The problem -
Where in the records does the word "struct" occur? Copy each line in which it does.

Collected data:
_ _ _ _
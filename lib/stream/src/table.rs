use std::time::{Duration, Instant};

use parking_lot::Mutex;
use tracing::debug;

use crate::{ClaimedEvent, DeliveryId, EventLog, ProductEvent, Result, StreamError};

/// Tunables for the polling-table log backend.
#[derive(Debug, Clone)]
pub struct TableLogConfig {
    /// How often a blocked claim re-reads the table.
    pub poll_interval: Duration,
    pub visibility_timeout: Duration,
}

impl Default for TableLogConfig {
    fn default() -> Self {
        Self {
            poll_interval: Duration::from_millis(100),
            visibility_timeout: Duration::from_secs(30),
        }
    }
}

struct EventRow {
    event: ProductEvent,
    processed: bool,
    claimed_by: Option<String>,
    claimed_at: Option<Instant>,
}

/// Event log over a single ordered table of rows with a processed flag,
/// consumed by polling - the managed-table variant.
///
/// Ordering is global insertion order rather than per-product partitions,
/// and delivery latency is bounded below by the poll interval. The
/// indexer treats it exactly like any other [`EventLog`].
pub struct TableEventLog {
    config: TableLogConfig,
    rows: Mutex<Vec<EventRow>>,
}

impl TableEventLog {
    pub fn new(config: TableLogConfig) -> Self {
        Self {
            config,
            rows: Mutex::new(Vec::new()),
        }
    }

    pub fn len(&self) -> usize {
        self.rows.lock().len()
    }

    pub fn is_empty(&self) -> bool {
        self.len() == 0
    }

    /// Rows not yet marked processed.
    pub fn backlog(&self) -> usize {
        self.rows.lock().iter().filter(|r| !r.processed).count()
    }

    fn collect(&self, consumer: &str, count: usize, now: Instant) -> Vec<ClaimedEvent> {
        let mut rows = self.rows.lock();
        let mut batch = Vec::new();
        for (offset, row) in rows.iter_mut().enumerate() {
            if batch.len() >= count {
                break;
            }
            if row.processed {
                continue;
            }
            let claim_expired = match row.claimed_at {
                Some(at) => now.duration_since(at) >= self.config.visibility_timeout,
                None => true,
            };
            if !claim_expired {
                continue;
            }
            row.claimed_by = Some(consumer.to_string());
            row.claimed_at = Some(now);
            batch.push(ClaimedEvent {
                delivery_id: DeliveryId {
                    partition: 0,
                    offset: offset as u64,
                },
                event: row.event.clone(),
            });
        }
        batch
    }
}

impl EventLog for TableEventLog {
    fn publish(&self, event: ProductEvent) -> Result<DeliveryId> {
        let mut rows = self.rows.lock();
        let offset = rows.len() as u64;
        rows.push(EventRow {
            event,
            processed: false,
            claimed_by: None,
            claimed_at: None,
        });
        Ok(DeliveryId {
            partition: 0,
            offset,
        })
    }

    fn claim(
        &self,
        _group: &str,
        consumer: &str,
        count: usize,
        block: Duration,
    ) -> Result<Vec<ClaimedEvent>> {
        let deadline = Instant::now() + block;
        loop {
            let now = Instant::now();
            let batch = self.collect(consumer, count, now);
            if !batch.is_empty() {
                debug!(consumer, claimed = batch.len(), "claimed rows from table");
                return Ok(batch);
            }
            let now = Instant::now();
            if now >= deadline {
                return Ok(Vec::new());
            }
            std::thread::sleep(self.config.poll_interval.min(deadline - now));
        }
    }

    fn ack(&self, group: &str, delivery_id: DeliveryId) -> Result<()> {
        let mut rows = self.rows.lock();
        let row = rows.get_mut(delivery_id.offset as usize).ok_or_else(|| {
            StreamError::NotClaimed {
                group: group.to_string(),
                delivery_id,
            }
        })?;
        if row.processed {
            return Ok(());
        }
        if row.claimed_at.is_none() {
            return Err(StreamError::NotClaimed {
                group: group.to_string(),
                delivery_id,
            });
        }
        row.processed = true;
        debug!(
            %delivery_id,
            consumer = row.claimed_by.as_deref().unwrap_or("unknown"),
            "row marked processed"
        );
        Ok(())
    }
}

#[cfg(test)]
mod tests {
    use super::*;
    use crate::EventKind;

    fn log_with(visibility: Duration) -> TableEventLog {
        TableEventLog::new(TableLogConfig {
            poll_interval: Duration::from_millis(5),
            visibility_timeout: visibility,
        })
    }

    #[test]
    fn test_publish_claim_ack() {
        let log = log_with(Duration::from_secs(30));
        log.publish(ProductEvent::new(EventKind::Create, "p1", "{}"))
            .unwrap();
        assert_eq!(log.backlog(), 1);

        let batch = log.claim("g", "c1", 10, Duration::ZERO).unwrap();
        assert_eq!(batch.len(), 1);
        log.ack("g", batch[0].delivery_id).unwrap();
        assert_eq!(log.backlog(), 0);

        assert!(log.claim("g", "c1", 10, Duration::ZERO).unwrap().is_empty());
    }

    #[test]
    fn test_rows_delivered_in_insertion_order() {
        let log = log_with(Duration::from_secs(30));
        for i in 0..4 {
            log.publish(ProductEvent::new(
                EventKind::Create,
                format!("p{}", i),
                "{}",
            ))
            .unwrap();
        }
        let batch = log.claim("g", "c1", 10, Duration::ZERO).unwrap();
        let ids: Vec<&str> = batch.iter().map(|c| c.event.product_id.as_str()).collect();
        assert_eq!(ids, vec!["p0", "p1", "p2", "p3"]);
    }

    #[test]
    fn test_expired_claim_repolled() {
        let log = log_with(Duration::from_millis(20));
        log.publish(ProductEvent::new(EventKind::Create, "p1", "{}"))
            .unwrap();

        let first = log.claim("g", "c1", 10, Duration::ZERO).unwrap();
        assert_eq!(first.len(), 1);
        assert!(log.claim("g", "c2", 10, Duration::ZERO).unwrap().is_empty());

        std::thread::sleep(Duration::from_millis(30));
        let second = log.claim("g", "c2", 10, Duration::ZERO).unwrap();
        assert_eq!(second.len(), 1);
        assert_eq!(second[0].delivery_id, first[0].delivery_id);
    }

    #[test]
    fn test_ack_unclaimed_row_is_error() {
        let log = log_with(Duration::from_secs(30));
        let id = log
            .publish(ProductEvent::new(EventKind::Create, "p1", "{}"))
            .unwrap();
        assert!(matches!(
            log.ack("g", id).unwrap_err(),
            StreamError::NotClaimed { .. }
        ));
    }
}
_ _ _ _
Exercise result -
pub struct TableLogConfig {
struct EventRow {
pub struct TableEventLog {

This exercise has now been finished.